Vault-Azure Credentials integration Bug & Solution [Error building account: Error getting authenticated object ID: Error listing Service Principals: autorest.DetailedError]

│ Error: Error building account: Error getting authenticated object ID: Error listing Service Principals: autorest.DetailedError{Original:adal.tokenRefreshError{message:"adal: Refresh request failed. Status Code = '400'. Response body: {\"error\":\"unauthorized_client\",\"error_description\":\"AADSTS700016: Application with identifier 'abc1234' was not found in the directory 'efg576'. This can happen if the application has not been installed by the administrator of the tenant or consented to by any user in the tenant. You may have sent your authentication request to the wrong tenant.\\r\\nTrace ID: jrwfkhwr48\\r\\nCorrelation ID: 83ijwb3493434i\\r\\nTimestamp: 2021-07-20 12:33:12Z\",\"error_codes\":[700016],\"timestamp\":\"2021-07-20 16:33:12Z\",\"trace_id\":\"848484hfhwkjw\",\"correlation_id\":\"sjkvsflkjfdkjfs\",\"error_uri\":\"https://login.microsoftonline.com/error?code=700016\"} Endpoint https://login.microsoftonline.com/smdbcsdjhmsdfkhsf/oauth2/token?api-version=1.0", resp:(*http.Response)(0xc001941950)}, PackageType:"azure.BearerAuthorizer", Method:"WithAuthorization", StatusCode:400, Message:"Failed to refresh the Token for request to https://graph.windows.net/msdsfmfbsh/servicePrincipals?%24filter=appId+eq+%0599593547%27&api-version=1.6", ServiceError:[]uint8(nil), Response:(*http.Response)(0xc001941950)}
│
│ with provider["registry.terraform.io/hashicorp/azurerm"],
│ on <your-tf-config-file>.tf line x, in provider "azurerm":
│ x: provider "azurerm" {
│ 

You can also see the error above sometimes when using the "vault_azure_access_credentials" data source with AzureRM [a].

Cause

This is due to a Vault provider bug described here [b].

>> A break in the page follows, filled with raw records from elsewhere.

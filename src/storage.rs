use std::cell::{Cell, RefCell};
use std::collections::HashMap;
use std::fs::{self, File};
use std::io::{Read, Write};
use std::path::PathBuf;
use std::rc::Rc;

use crate::models::{StoredTasksFile, Task, TasksFile};

pub const STORAGE_KEY: &str = "taskflow-data";

#[derive(Debug)]
pub enum StorageError {
    Io(std::io::Error),
    Json(serde_json::Error),
}

impl std::fmt::Display for StorageError {
    fn fmt(&self, f: &mut std::fmt::Formatter<'_>) -> std::fmt::Result {
        match self {
            StorageError::Io(err) => write!(f, "io error: {err}"),
            StorageError::Json(err) => write!(f, "json error: {err}"),
        }
    }
}

impl std::error::Error for StorageError {}

impl From<std::io::Error> for StorageError {
    fn from(value: std::io::Error) -> Self {
        StorageError::Io(value)
    }
}

impl From<serde_json::Error> for StorageError {
    fn from(value: serde_json::Error) -> Self {
        StorageError::Json(value)
    }
}

/// Key-value text storage, the durable side of the persistence adapter.
pub trait Backend {
    fn get_item(&self, key: &str) -> Result<Option<String>, StorageError>;
    fn set_item(&self, key: &str, value: &str) -> Result<(), StorageError>;
}

/// Stores each key as `<key>.json` inside a data directory.
pub struct FileBackend {
    root: PathBuf,
}

impl FileBackend {
    pub fn new(root: PathBuf) -> Self {
        Self { root }
    }

    pub fn ensure_dirs(&self) -> Result<(), StorageError> {
        fs::create_dir_all(&self.root)?;
        Ok(())
    }

    fn path_for(&self, key: &str) -> PathBuf {
        self.root.join(format!("{key}.json"))
    }
}

impl Backend for FileBackend {
    fn get_item(&self, key: &str) -> Result<Option<String>, StorageError> {
        let mut file = match File::open(self.path_for(key)) {
            Ok(file) => file,
            Err(err) if err.kind() == std::io::ErrorKind::NotFound => return Ok(None),
            Err(err) => return Err(err.into()),
        };
        let mut buf = String::new();
        file.read_to_string(&mut buf)?;
        Ok(Some(buf))
    }

    fn set_item(&self, key: &str, value: &str) -> Result<(), StorageError> {
        self.ensure_dirs()?;
        let path = self.path_for(key);
        let temp_path = path.with_extension("tmp");
        {
            let mut file = File::create(&temp_path)?;
            file.write_all(value.as_bytes())?;
            file.sync_all()?;
        }
        fs::rename(temp_path, path)?;
        Ok(())
    }
}

/// In-memory backend. Clones share the same map, so a test can keep a handle
/// while the store owns another.
#[derive(Debug, Clone, Default)]
pub struct MemoryBackend {
    items: Rc<RefCell<HashMap<String, String>>>,
    fail_writes: Rc<Cell<bool>>,
    writes: Rc<Cell<usize>>,
}

impl MemoryBackend {
    pub fn new() -> Self {
        Self::default()
    }

    pub fn with_item(key: &str, value: &str) -> Self {
        let backend = Self::new();
        backend
            .items
            .borrow_mut()
            .insert(key.to_string(), value.to_string());
        backend
    }

    /// Makes every following write fail, like a full or disabled quota.
    pub fn set_fail_writes(&self, fail: bool) {
        self.fail_writes.set(fail);
    }

    /// Number of successful writes so far.
    pub fn writes(&self) -> usize {
        self.writes.get()
    }

    pub fn item(&self, key: &str) -> Option<String> {
        self.items.borrow().get(key).cloned()
    }
}

impl Backend for MemoryBackend {
    fn get_item(&self, key: &str) -> Result<Option<String>, StorageError> {
        Ok(self.item(key))
    }

    fn set_item(&self, key: &str, value: &str) -> Result<(), StorageError> {
        if self.fail_writes.get() {
            return Err(StorageError::Io(std::io::Error::other("storage quota exceeded")));
        }
        self.items
            .borrow_mut()
            .insert(key.to_string(), value.to_string());
        self.writes.set(self.writes.get() + 1);
        Ok(())
    }
}

/// JSON encoding of the task list under a single fixed key.
pub struct Storage<B: Backend> {
    backend: B,
    key: String,
}

impl<B: Backend> Storage<B> {
    pub fn new(backend: B) -> Self {
        Self::with_key(backend, STORAGE_KEY)
    }

    pub fn with_key(backend: B, key: &str) -> Self {
        Self {
            backend,
            key: key.to_string(),
        }
    }

    /// Replaces whatever is stored under the key. Last write wins.
    pub fn save(&self, tasks: &[Task], task_id_counter: u64) -> Result<(), StorageError> {
        let data = TasksFile {
            tasks,
            task_id_counter,
        };
        let json = serde_json::to_string(&data)?;
        self.backend.set_item(&self.key, &json)
    }

    /// `Ok(None)` when nothing has been stored yet.
    pub fn load(&self) -> Result<Option<StoredTasksFile>, StorageError> {
        match self.backend.get_item(&self.key)? {
            Some(json) => Ok(Some(serde_json::from_str(&json)?)),
            None => Ok(None),
        }
    }
}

HashiCorp Internal Bug ID: 1200394246616755

Solution

The bug was fixed in v3.4.1 of the hashicorp/vault provider here [c]. Please update your provider (an any dependent resources) to that version or later to take advantage of the fix. Please note that as a result of this fix, you'll need to make the following changes to your config (if it hasn't been done already):

The validate_creds option requires read-access to the backend config endpoint. If the effective Vault role does not have the 
required permissions then valid values are required to be set for: subscription_id, tenant_id, environment.

The link to this caveat can be found in our docs here [d].